For just the second time since 1904, a men’s Olympic golf champion was crowned yesterday at the at Kasumigaseki Country Club, just outside Tokyo. He’s come close in  a few major championships without winning one but on this big-time occasion no one could get the better of 27-year-old Xander Schauffele. 

The winner of the gold medal in Rio de Janeiro in 2016, with the golf competition restored after a 112-year hiatus, had been Justin Rose, who recently told James Corrigan in the Daily Telegraph: “It’s funny. When guests come over to the house, they want to see my [Olympic] medal first and my US Open trophy [from 2013] second. And they ask me as many questions about Rio as they do about the Ryder Cup.”

If the Olympics had been held on schedule last summer, Rose would likely have qualified to make the Team GB line-up. Instead that honour went to Paul Casey and Tommy Fleetwood, but there was no escaping the fact that the covid pandemic hurt the strength of the field, whether that was because players contracted the virus (like Bryson DeChambeau and Jon Rahm) or they had no interest in taking the risk (such as Brooks Koepka and Tyrrell Hatton). The outcome was that only three of the world’s top-10 were competing, all of them American – Collin Morikawa, Justin Thomas and Schauffele.
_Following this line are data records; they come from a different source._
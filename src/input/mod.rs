// Ultralytics 🚀 AGPL-3.0 License - https://ultralytics.com/license
/// 输入系统 (Input System)
///
/// 图片字节 → 解码 → 去 alpha → 缩放 → 平面化归一张量
///
/// 缩放策略与坐标还原是成对的: `ResizePolicy::resize` 改变图像的方式
/// 必须与 `ResizePolicy::rescale` 给出的还原因子一致, 两者放在同一个类型里
pub mod normalizer;

pub use normalizer::{normalize, NormalizedInput};

use image::{imageops, Rgb, RgbImage};
use serde::{Deserialize, Serialize};

/// letterbox 填充灰度值 (144/255)
const PAD_VALUE: u8 = 144;

/// 缩放策略
#[derive(Clone, Copy, Debug, Default, PartialEq, Eq, Serialize, Deserialize)]
#[serde(rename_all = "lowercase")]
pub enum ResizePolicy {
    /// 直接拉伸到模型分辨率, 不保持宽高比, x/y 独立还原
    #[default]
    Stretch,
    /// 等比缩放后贴在左上角, 其余区域填充, x/y 使用同一比例还原
    Letterbox,
}

/// 模型坐标 → 原图坐标的缩放因子
#[derive(Clone, Copy, Debug, PartialEq)]
pub struct Rescale {
    pub sx: f32,
    pub sy: f32,
}

impl Rescale {
    pub fn identity() -> Self {
        Self { sx: 1.0, sy: 1.0 }
    }

    pub fn x(&self, x: f32) -> f32 {
        x * self.sx
    }

    pub fn y(&self, y: f32) -> f32 {
        y * self.sy
    }
}

impl ResizePolicy {
    /// 等比缩放比例及缩放后的宽高
    fn scale_wh(w0: f32, h0: f32, w1: f32, h1: f32) -> (f32, f32, f32) {
        let r = (w1 / w0).min(h1 / h0);
        (r, (w0 * r).round().max(1.0), (h0 * r).round().max(1.0))
    }

    /// 按策略把 RGB 图缩放到 `width x height`
    pub fn resize(&self, img: &RgbImage, width: u32, height: u32) -> RgbImage {
        match self {
            ResizePolicy::Stretch => {
                imageops::resize(img, width, height, imageops::FilterType::Triangle)
            }
            ResizePolicy::Letterbox => {
                let (_, w_new, h_new) = Self::scale_wh(
                    img.width() as f32,
                    img.height() as f32,
                    width as f32,
                    height as f32,
                );
                let resized = imageops::resize(
                    img,
                    w_new as u32,
                    h_new as u32,
                    imageops::FilterType::Triangle,
                );
                let mut canvas = RgbImage::from_pixel(width, height, Rgb([PAD_VALUE; 3]));
                imageops::replace(&mut canvas, &resized, 0, 0);
                canvas
            }
        }
    }

    /// 与 `resize` 对应的坐标还原因子
    pub fn rescale(
        &self,
        width_original: u32,
        height_original: u32,
        width: u32,
        height: u32,
    ) -> Rescale {
        let (w0, h0) = (width_original as f32, height_original as f32);
        let (w1, h1) = (width as f32, height as f32);
        match self {
            ResizePolicy::Stretch => Rescale {
                sx: w0 / w1,
                sy: h0 / h1,
            },
            ResizePolicy::Letterbox => {
                let (r, _, _) = Self::scale_wh(w0, h0, w1, h1);
                Rescale {
                    sx: 1.0 / r,
                    sy: 1.0 / r,
                }
            }
        }
    }
}

#[cfg(test)]
mod tests {
    use super::*;
    use approx::assert_relative_eq;

    #[test]
    fn test_stretch_rescale_independent_axes() {
        let r = ResizePolicy::Stretch.rescale(1280, 320, 640, 640);
        assert_relative_eq!(r.sx, 2.0);
        assert_relative_eq!(r.sy, 0.5);
        assert_relative_eq!(r.x(320.0), 640.0);
        assert_relative_eq!(r.y(320.0), 160.0);
    }

    #[test]
    fn test_letterbox_rescale_shared_ratio() {
        let r = ResizePolicy::Letterbox.rescale(1280, 320, 640, 640);
        assert_relative_eq!(r.sx, 2.0);
        assert_relative_eq!(r.sy, 2.0);
    }

    #[test]
    fn test_stretch_resize_fills_target() {
        let img = RgbImage::from_pixel(30, 10, Rgb([10, 20, 30]));
        let out = ResizePolicy::Stretch.resize(&img, 16, 16);
        assert_eq!(out.dimensions(), (16, 16));
        assert_eq!(out.get_pixel(15, 15), &Rgb([10, 20, 30]));
    }

    #[test]
    fn test_letterbox_resize_pads_bottom() {
        let img = RgbImage::from_pixel(32, 16, Rgb([200, 0, 0]));
        let out = ResizePolicy::Letterbox.resize(&img, 16, 16);
        assert_eq!(out.dimensions(), (16, 16));
        assert_eq!(out.get_pixel(0, 0), &Rgb([200, 0, 0]));
        assert_eq!(out.get_pixel(0, 15), &Rgb([PAD_VALUE; 3]));
    }
}
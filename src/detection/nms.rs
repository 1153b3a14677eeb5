// Ultralytics 🚀 AGPL-3.0 License - https://ultralytics.com/license
//
// 贪心非极大值抑制 (与类别无关)

use super::types::Detection;

/// 原地 NMS: 按置信度降序排列, 与已保留框 IoU >= `iou_threshold` 的框被丢弃
///
/// 不区分类别: 不同类别的框重叠足够多时同样会互相抑制
pub fn non_max_suppression(xs: &mut Vec<Detection>, iou_threshold: f32) {
    // 稳定排序, 置信度相同时保持解码顺序
    xs.sort_by(|b1, b2| b2.confidence.total_cmp(&b1.confidence));

    let mut current_index = 0;
    for index in 0..xs.len() {
        let mut drop = false;
        for prev_index in 0..current_index {
            if xs[prev_index].iou(&xs[index]) >= iou_threshold {
                drop = true;
                break;
            }
        }
        if !drop {
            xs.swap(current_index, index);
            current_index += 1;
        }
    }
    xs.truncate(current_index);
}

/// 返回去重后的新列表, 按置信度降序
pub fn suppress(mut detections: Vec<Detection>, iou_threshold: f32) -> Vec<Detection> {
    non_max_suppression(&mut detections, iou_threshold);
    detections
}
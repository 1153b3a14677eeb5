// Ultralytics 🚀 AGPL-3.0 License - https://ultralytics.com/license
//
// ONNX Runtime 推理后端
//
// 推理引擎本身是黑盒: 给定 [1,3,H,W] 张量, 返回固定形状的输出张量
// 会话是唯一共享的可变资源, 每个会话由独立的 Mutex 保护, 多个请求按轮询取用

use std::path::{Path, PathBuf};
use std::sync::atomic::{AtomicUsize, Ordering};
use std::sync::Mutex;

use ndarray::{Array, Array4, ArrayD, IxDyn};
use ort::session::builder::{GraphOptimizationLevel, SessionBuilder};
use ort::session::Session;
use ort::value::Tensor;
use regex::Regex;
use tracing::{debug, info, warn};

use crate::error::{DetectError, Result};

/// 推理引擎接口
///
/// 实现必须可被多个线程同时调用 (内部同步或无状态)
pub trait InferenceEngine: Send + Sync {
    /// 以 `input_name` 提交一个 [1,3,H,W] 张量, 取回 `output_name` 对应的输出
    fn run(&self, input_name: &str, output_name: &str, xs: Array4<f32>) -> Result<ArrayD<f32>>;
}

/// 执行设备
#[derive(Debug, Clone, Copy, PartialEq, Eq, Default)]
pub enum OrtEP {
    #[default]
    CPU,
    CUDA(i32),
    Trt(i32),
}

/// 后端构建参数
#[derive(Debug, Clone)]
pub struct OrtConfig {
    /// onnx 模型文件
    pub f: PathBuf,
    pub ep: OrtEP,
    /// 会话池大小 (并发请求数)
    pub sessions: usize,
    pub intra_threads: Option<usize>,
}

impl OrtConfig {
    pub fn new(f: impl AsRef<Path>) -> Self {
        Self {
            f: f.as_ref().to_path_buf(),
            ep: OrtEP::CPU,
            sessions: 1,
            intra_threads: None,
        }
    }
}

/// ONNX Runtime 会话池
pub struct OrtBackend {
    sessions: Vec<Mutex<Session>>,
    next: AtomicUsize,
    inputs: Vec<String>,
    outputs: Vec<String>,
    names: Option<Vec<String>>,
}

impl OrtBackend {
    pub fn build(config: OrtConfig) -> Result<Self> {
        if !config.f.exists() {
            return Err(DetectError::Config(format!(
                "model file not found: {}",
                config.f.display()
            )));
        }

        let pool_size = config.sessions.max(1);
        info!(model = %config.f.display(), sessions = pool_size, ep = ?config.ep, "loading model");

        let mut sessions = Vec::with_capacity(pool_size);
        for _ in 0..pool_size {
            sessions.push(Mutex::new(Self::session(&config)?));
        }

        // 会话全部来自同一个模型文件, 只需检查第一个
        let (inputs, outputs, names) = {
            let session = &sessions[0];
            let session = session
                .lock()
                .map_err(|e| DetectError::inference(format!("session lock poisoned: {e}")))?;
            let inputs: Vec<String> = session.inputs.iter().map(|x| x.name.to_string()).collect();
            let outputs: Vec<String> =
                session.outputs.iter().map(|x| x.name.to_string()).collect();
            (inputs, outputs, Self::read_names(&session))
        };
        debug!(?inputs, ?outputs, nc = names.as_ref().map(|n| n.len()), "model loaded");

        Ok(Self {
            sessions,
            next: AtomicUsize::new(0),
            inputs,
            outputs,
            names,
        })
    }

    fn session(config: &OrtConfig) -> Result<Session> {
        let mut builder = Session::builder()
            .map_err(DetectError::inference)?
            .with_optimization_level(GraphOptimizationLevel::Level3)
            .map_err(DetectError::inference)?;
        if let Some(n) = config.intra_threads {
            builder = builder
                .with_intra_threads(n)
                .map_err(DetectError::inference)?;
        }
        builder = Self::register_ep(builder, config.ep)?;
        builder
            .commit_from_file(&config.f)
            .map_err(DetectError::inference)
    }

    #[allow(unused_mut)]
    fn register_ep(mut builder: SessionBuilder, ep: OrtEP) -> Result<SessionBuilder> {
        match ep {
            OrtEP::CPU => {}
            #[cfg(feature = "cuda")]
            OrtEP::CUDA(device_id) => {
                use ort::execution_providers::CUDAExecutionProvider;
                builder = builder
                    .with_execution_providers([CUDAExecutionProvider::default()
                        .with_device_id(device_id)
                        .build()])
                    .map_err(DetectError::inference)?;
            }
            #[cfg(feature = "tensorrt")]
            OrtEP::Trt(device_id) => {
                use ort::execution_providers::TensorRTExecutionProvider;
                builder = builder
                    .with_execution_providers([TensorRTExecutionProvider::default()
                        .with_device_id(device_id)
                        .build()])
                    .map_err(DetectError::inference)?;
            }
            #[allow(unreachable_patterns)]
            other => {
                warn!(ep = ?other, "execution provider not compiled in, falling back to CPU");
            }
        }
        Ok(builder)
    }

    /// 读取 ultralytics 导出模型 metadata 中的 `names`
    fn read_names(session: &Session) -> Option<Vec<String>> {
        let metadata = session.metadata().ok()?;
        let raw = metadata.custom("names").ok()??;
        parse_names(&raw)
    }

    /// 轮询取下一个会话
    fn next_session(&self) -> &Mutex<Session> {
        let index = self.next.fetch_add(1, Ordering::Relaxed) % self.sessions.len();
        &self.sessions[index]
    }

    /// 模型自带的类别表 (如果有)
    pub fn names(&self) -> Option<&[String]> {
        self.names.as_deref()
    }

    /// 检查配置的输入/输出名称在模型中存在
    pub fn check_io(&self, input_name: &str, output_name: &str) -> Result<()> {
        if !self.inputs.iter().any(|x| x == input_name) {
            return Err(DetectError::Config(format!(
                "model has no input named `{}` (inputs: {:?})",
                input_name, self.inputs
            )));
        }
        if !self.outputs.iter().any(|x| x == output_name) {
            return Err(DetectError::Config(format!(
                "model has no output named `{}` (outputs: {:?})",
                output_name, self.outputs
            )));
        }
        Ok(())
    }
}

impl InferenceEngine for OrtBackend {
    fn run(&self, input_name: &str, output_name: &str, xs: Array4<f32>) -> Result<ArrayD<f32>> {
        let (n, c, h, w) = xs.dim();
        let (data, _) = xs.as_standard_layout().into_owned().into_raw_vec_and_offset();
        let tensor = Tensor::from_array(([n, c, h, w], data)).map_err(DetectError::inference)?;

        let mut session = self
            .next_session()
            .lock()
            .map_err(|e| DetectError::inference(format!("session lock poisoned: {e}")))?;
        let outputs = session
            .run(ort::inputs![input_name => tensor])
            .map_err(DetectError::inference)?;
        let output = outputs.get(output_name).ok_or_else(|| {
            DetectError::inference(format!("model produced no output named `{output_name}`"))
        })?;

        let (shape, data) = output
            .try_extract_tensor::<f32>()
            .map_err(DetectError::inference)?;
        let dims: Vec<usize> = shape.iter().map(|&d| d.max(0) as usize).collect();
        Array::from_shape_vec(IxDyn(&dims), data.to_vec()).map_err(DetectError::inference)
    }
}

/// 解析 `{0: 'person', 1: 'bicycle', ...}` 形式的类别表
///
/// 下标必须从 0 开始连续, 否则返回 None
pub fn parse_names(raw: &str) -> Option<Vec<String>> {
    let re = Regex::new(r#"(\d+)\s*:\s*['"]([^'"]*)['"]"#).ok()?;
    let mut pairs: Vec<(usize, String)> = re
        .captures_iter(raw)
        .filter_map(|cap| Some((cap[1].parse().ok()?, cap[2].to_string())))
        .collect();
    if pairs.is_empty() {
        return None;
    }
    pairs.sort_by_key(|(i, _)| *i);
    if pairs.iter().enumerate().any(|(k, (i, _))| k != *i) {
        return None;
    }
    Some(pairs.into_iter().map(|(_, name)| name).collect())
}
// Ultralytics 🚀 AGPL-3.0 License - https://ultralytics.com/license
/// YOLOv8 图片目标检测
///
/// 主程序入口 - 直接运行: cargo run --bin yolov8 --release -- --model models/yolov8m.onnx bus.jpg
use std::fs;
use std::path::PathBuf;
use std::sync::Arc;
use std::thread;

use anyhow::{Context, Result};
use clap::Parser;
use crossbeam_channel::bounded;
use serde::Serialize;
use tracing::{error, info};
use tracing_subscriber::EnvFilter;
use yolov8_detect::{detect_objects, format_detections, Args, Detection, YOLOv8};

/// JSON 输出的单张图片结果
#[derive(Serialize)]
struct ImageReport {
    source: PathBuf,
    detections: Vec<Detection>,
}

fn main() -> Result<()> {
    tracing_subscriber::fmt()
        .with_env_filter(
            EnvFilter::from_default_env().add_directive("yolov8_detect=info".parse()?),
        )
        .init();

    let args = Args::parse();
    let config = args.detect_config().context("invalid configuration")?;
    let model_path = config.model.clone();
    let model = Arc::new(
        YOLOv8::from_config(config, args.ep())
            .with_context(|| format!("failed to load model {}", model_path.display()))?,
    );
    model.summary();

    // Channel 1: 主线程 → 工作线程 (图片路径)
    let (tx_job, rx_job) = bounded::<(usize, PathBuf)>(args.workers.max(1) * 2);
    // Channel 2: 工作线程 → 主线程 (检测结果)
    let (tx_result, rx_result) = bounded(args.workers.max(1) * 2);

    let n = args.source.len();
    let mut results: Vec<Option<anyhow::Result<Vec<Detection>>>> = (0..n).map(|_| None).collect();

    thread::scope(|s| {
        for _ in 0..args.workers.max(1) {
            let rx_job = rx_job.clone();
            let tx_result = tx_result.clone();
            let model = Arc::clone(&model);
            s.spawn(move || {
                for (i, path) in rx_job {
                    let ys = fs::read(&path)
                        .with_context(|| format!("failed to read {}", path.display()))
                        .and_then(|buf| {
                            detect_objects(&buf, &model)
                                .with_context(|| format!("detection failed on {}", path.display()))
                        });
                    if tx_result.send((i, ys)).is_err() {
                        break;
                    }
                }
            });
        }
        drop(rx_job);
        drop(tx_result);

        let sources = args.source.clone();
        s.spawn(move || {
            for job in sources.into_iter().enumerate() {
                if tx_job.send(job).is_err() {
                    break;
                }
            }
        });

        for (i, ys) in rx_result {
            results[i] = Some(ys);
        }
    });

    // 按输入顺序输出
    let mut failed = 0;
    let mut reports = Vec::new();
    for (path, ys) in args.source.iter().zip(results) {
        match ys {
            Some(Ok(detections)) => {
                info!(source = %path.display(), n = detections.len(), "done");
                if args.json {
                    reports.push(ImageReport {
                        source: path.clone(),
                        detections,
                    });
                } else {
                    println!("{}:", path.display());
                    println!("{}", format_detections(&detections));
                }
            }
            Some(Err(e)) => {
                failed += 1;
                error!("{:#}", e);
            }
            None => {
                failed += 1;
                error!(source = %path.display(), "worker exited before processing");
            }
        }
    }
    if args.json {
        println!("{}", serde_json::to_string_pretty(&reports)?);
    }

    if failed > 0 {
        anyhow::bail!("{} of {} images failed", failed, n);
    }
    Ok(())
}
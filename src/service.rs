//! Orchestration: list a date's shift files, parse each, fold, flag.

use std::collections::HashSet;
use std::fs::{self, DirEntry};
use std::path::{Path, PathBuf};

use chrono::NaiveDate;
use tracing::{info, warn};

use crate::aggregate::aggregate_outcomes;
use crate::error::{FailureReason, ParseFailure, StoreError};
use crate::parser::parse_report;
use crate::types::AggregatedReport;

/// One candidate shift file as the storage collaborator describes it.
#[derive(Debug, Clone, PartialEq, Eq)]
pub struct ShiftFile {
    /// Storage-assigned identifier, used to flag the file processed.
    pub id: u64,
    /// Name the file was exported under, e.g. `SHIFT1.SFT`.
    pub original_name: String,
    /// Readable path to the extracted file contents.
    pub path: PathBuf,
}

/// Storage collaborator owning the shift files and their processed flags.
///
/// Upload, archive extraction and durable storage live behind this trait;
/// the report core only lists files and flips flags.
pub trait ShiftFileStore {
    /// Candidate files for one business date, in a stable order.
    fn files_for_date(&mut self, date: NaiveDate) -> Result<Vec<ShiftFile>, StoreError>;

    /// Records that a file's figures made it into an aggregate.
    fn mark_processed(&mut self, id: u64) -> Result<(), StoreError>;
}

/// Result of aggregating one business date.
#[derive(Debug)]
pub enum AggregateOutcome {
    /// At least one candidate file existed; the report sums the parseable ones.
    Report(AggregatedReport),
    /// No file for the date carried the `.sft` extension. Distinct from a
    /// report whose every file failed, which callers can see via
    /// `files_with_errors`.
    NoFilesFound,
}

impl AggregateOutcome {
    /// The aggregated report, if any files were found.
    #[must_use]
    pub fn report(&self) -> Option<&AggregatedReport> {
        match self {
            Self::Report(report) => Some(report),
            Self::NoFilesFound => None,
        }
    }
}

/// Daily sales report service over some shift-file store.
#[derive(Debug)]
pub struct ReportService<S> {
    store: S,
}

impl<S: ShiftFileStore> ReportService<S> {
    /// Wraps a store.
    pub const fn new(store: S) -> Self {
        Self { store }
    }

    /// Gives the store back, e.g. to inspect processed flags.
    pub fn into_store(self) -> S {
        self.store
    }

    /// Parses and sums every `.sft` file recorded for `date`.
    ///
    /// Files are processed strictly sequentially, each read whole into
    /// memory. A file that cannot be read or carries no sales data is
    /// recorded in the report's error list and the run continues. Each
    /// success is flagged processed immediately, not transactionally across
    /// the whole run: an aborted run leaves flags reflecting exactly the
    /// files already parsed. Re-running against already-flagged files is
    /// allowed and re-parses them.
    ///
    /// Only store failures (listing, flag mutation) are returned as `Err`.
    pub fn aggregate(&mut self, date: NaiveDate) -> Result<AggregateOutcome, StoreError> {
        let candidates: Vec<ShiftFile> = self
            .store
            .files_for_date(date)?
            .into_iter()
            .filter(|file| has_sft_extension(&file.original_name))
            .collect();

        if candidates.is_empty() {
            info!(%date, "no shift files found");
            return Ok(AggregateOutcome::NoFilesFound);
        }

        let mut outcomes = Vec::with_capacity(candidates.len());
        for file in candidates {
            let outcome = match fs::read_to_string(&file.path) {
                Ok(text) => parse_report(&text, &file.original_name),
                Err(err) => Err(ParseFailure {
                    file: file.original_name.clone(),
                    reason: FailureReason::Unreadable(err.to_string()),
                }),
            };
            match &outcome {
                Ok(record) => {
                    info!(file = %file.original_name, total = %record.total_sales, "parsed shift file");
                    self.store.mark_processed(file.id)?;
                }
                Err(failure) => {
                    warn!(file = %file.original_name, reason = %failure.reason, "skipping shift file");
                }
            }
            outcomes.push((file.original_name, outcome));
        }

        Ok(AggregateOutcome::Report(aggregate_outcomes(
            date, outcomes,
        )))
    }
}

/// Case-insensitive `.sft` extension check on the exported name.
fn has_sft_extension(name: &str) -> bool {
    Path::new(name)
        .extension()
        .and_then(|ext| ext.to_str())
        .is_some_and(|ext| ext.eq_ignore_ascii_case("sft"))
}

/// Filesystem-backed store: one subdirectory per business date under a root,
/// named `YYYY-MM-DD`. Processed flags are kept in memory; durable flags are
/// the real storage collaborator's concern.
#[derive(Debug, Clone)]
pub struct DirectoryStore {
    root: PathBuf,
    known: HashSet<u64>,
    processed: HashSet<u64>,
}

impl DirectoryStore {
    /// Creates a store rooted at `root`.
    pub fn new<P: Into<PathBuf>>(root: P) -> Self {
        Self {
            root: root.into(),
            known: HashSet::new(),
            processed: HashSet::new(),
        }
    }

    /// Whether a file id from the last listing has been flagged processed.
    #[must_use]
    pub fn is_processed(&self, id: u64) -> bool {
        self.processed.contains(&id)
    }
}

impl ShiftFileStore for DirectoryStore {
    fn files_for_date(&mut self, date: NaiveDate) -> Result<Vec<ShiftFile>, StoreError> {
        let dir = self.root.join(date.format("%Y-%m-%d").to_string());
        if !dir.is_dir() {
            return Ok(Vec::new());
        }

        let mut entries: Vec<_> = fs::read_dir(&dir)?
            .filter_map(std::result::Result::ok)
            .collect();
        // Deterministic file order across platforms.
        entries.sort_by_key(DirEntry::path);

        let mut files = Vec::new();
        let mut next_id = 0u64;
        for entry in entries {
            let path = entry.path();
            if !path.is_file() {
                continue;
            }
            let Some(name) = path.file_name().and_then(|n| n.to_str()) else {
                continue;
            };
            next_id += 1;
            let id = next_id;
            self.known.insert(id);
            files.push(ShiftFile {
                id,
                original_name: name.to_string(),
                path,
            });
        }
        Ok(files)
    }

    fn mark_processed(&mut self, id: u64) -> Result<(), StoreError> {
        if !self.known.contains(&id) {
            return Err(StoreError::UnknownFile(id));
        }
        self.processed.insert(id);
        Ok(())
    }
}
After a first round interrupted by storms, the surprise leader was Sepp Straka of Austria. Would he repeat the feat of his compatriot, Anna Kiesenhofer, who the previous Sunday had pedalled off into the distance to win the women’s cycling road race in a massive shock? Well, no he wouldn’t, but he did finish a respectable tied 10th, four shots behind Schauffele, who got up and down in two from 100 yards out at the last to seal the deal. 

By extraordinary coincidence, Schauffele’s grandparents live in Tokyo. “I’m probably going to have a nice call with them tonight,” he said. He also said: “I really wanted to win for my dad. I am sure he is crying somewhere right now. I kind of wanted this one more than any other.”

The Californian finished on 18 under par, a shot clear of the South African born, American-based, now Slovakian citizen, Rory Sabbatini, who closed with a brilliant 61. Behind him there was a seven-way playoff for bronze, eventually won by C.T. Pan of Taipei, which left, among the six players in fourth place, the aforementioned Casey; the aforementioned Morikawa, the new Open champion; Hideki Matsuyama, the Masters champion and home idol; and Rory McIlroy.

“I’ve never tried so hard in my life to finish third,” the Irishman said. “This is not just another golf tournament. It’s bigger than that. I feel like golf has its Olympic Games four times a year but this has a different feeling. I’m already excited for what’s ahead and my next Olympic experience.”

Finally, back to the Daily Telegraph. On the day before the men’s golf tournament got underway in Tokyo, there was a splendidly Colonel Blimp-style letter published in the newspaper from a gentleman in the northeast. “Is there anyone in this country working at present?” he began. “My golf course and the surrounding area suggest not. The course is fully booked every day and we are inundated with people, presumably on holiday.”

I trust he won’t be in your fourball between now and the end of the summer.